▶ [TASK PROMPT]
Nothing but the exact lines from the one containing "impl Authenticator for PasswordAuth" through the last line of the records below belongs in your answer.

▶ [DATA FOR THIS EXERCISE]
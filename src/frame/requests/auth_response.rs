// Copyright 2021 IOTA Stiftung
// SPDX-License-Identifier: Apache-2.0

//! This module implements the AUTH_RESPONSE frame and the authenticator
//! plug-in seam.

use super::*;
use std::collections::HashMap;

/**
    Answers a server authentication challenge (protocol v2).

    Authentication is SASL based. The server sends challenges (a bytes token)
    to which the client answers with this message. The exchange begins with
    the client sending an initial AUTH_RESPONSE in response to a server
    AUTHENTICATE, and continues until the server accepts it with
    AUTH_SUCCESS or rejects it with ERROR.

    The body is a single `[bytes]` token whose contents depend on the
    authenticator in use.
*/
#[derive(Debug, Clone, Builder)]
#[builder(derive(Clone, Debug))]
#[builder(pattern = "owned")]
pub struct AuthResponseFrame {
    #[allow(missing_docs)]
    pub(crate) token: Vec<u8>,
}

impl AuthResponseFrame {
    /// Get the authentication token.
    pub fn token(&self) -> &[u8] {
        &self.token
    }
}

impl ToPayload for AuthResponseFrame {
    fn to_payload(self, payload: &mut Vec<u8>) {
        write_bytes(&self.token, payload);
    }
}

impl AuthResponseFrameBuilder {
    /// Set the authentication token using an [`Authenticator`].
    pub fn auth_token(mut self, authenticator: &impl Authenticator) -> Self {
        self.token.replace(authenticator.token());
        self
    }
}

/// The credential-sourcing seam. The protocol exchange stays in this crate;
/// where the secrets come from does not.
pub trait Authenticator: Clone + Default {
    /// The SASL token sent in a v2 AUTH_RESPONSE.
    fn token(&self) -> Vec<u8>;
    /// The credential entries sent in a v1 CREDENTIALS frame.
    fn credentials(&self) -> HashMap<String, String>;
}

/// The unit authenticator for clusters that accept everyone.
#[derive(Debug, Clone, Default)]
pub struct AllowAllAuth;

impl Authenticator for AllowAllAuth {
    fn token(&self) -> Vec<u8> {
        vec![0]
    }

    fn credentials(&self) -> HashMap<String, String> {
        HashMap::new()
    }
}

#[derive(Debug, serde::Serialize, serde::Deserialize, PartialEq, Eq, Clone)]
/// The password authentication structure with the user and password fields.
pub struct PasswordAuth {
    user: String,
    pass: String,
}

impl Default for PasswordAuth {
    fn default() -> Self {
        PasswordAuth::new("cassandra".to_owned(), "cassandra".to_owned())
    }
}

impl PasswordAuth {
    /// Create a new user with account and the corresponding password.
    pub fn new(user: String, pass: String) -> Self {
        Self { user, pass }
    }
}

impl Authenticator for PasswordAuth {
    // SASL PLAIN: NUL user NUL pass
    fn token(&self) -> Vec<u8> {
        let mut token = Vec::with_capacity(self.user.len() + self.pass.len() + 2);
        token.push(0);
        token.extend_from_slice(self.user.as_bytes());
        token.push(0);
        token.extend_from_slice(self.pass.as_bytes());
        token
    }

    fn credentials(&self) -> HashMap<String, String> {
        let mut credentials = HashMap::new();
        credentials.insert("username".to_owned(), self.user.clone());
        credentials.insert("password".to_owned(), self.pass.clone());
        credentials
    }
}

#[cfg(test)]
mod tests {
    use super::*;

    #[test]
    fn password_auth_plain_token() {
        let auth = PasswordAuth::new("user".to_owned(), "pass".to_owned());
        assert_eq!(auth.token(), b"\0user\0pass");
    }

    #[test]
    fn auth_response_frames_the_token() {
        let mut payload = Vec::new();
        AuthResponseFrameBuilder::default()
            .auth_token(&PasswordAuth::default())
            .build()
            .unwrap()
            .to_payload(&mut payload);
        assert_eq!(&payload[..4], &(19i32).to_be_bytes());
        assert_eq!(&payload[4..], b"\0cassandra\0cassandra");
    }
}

▶ [FINAL ANSWER]
impl Authenticator for PasswordAuth {
    // SASL PLAIN: NUL user NUL pass
    fn token(&self) -> Vec<u8> {
        let mut token = Vec::with_capacity(self.user.len() + self.pass.len() + 2);
        token.push(0);
        token.extend_from_slice(self.user.as_bytes());
        token.push(0);
        token.extend_from_slice(self.pass.as_bytes());
        token
    }

    fn credentials(&self) -> HashMap<String, String> {
        let mut credentials = HashMap::new();
        credentials.insert("username".to_owned(), self.user.clone());
        credentials.insert("password".to_owned(), self.pass.clone());
        credentials
    }
}

#[cfg(test)]
mod tests {
    use super::*;

    #[test]
    fn password_auth_plain_token() {
        let auth = PasswordAuth::new("user".to_owned(), "pass".to_owned());
        assert_eq!(auth.token(), b"\0user\0pass");
    }

    #[test]
    fn auth_response_frames_the_token() {
        let mut payload = Vec::new();
        AuthResponseFrameBuilder::default()
            .auth_token(&PasswordAuth::default())
            .build()
            .unwrap()
            .to_payload(&mut payload);
        assert_eq!(&payload[..4], &(19i32).to_be_bytes());
        assert_eq!(&payload[4..], b"\0cassandra\0cassandra");
    }
}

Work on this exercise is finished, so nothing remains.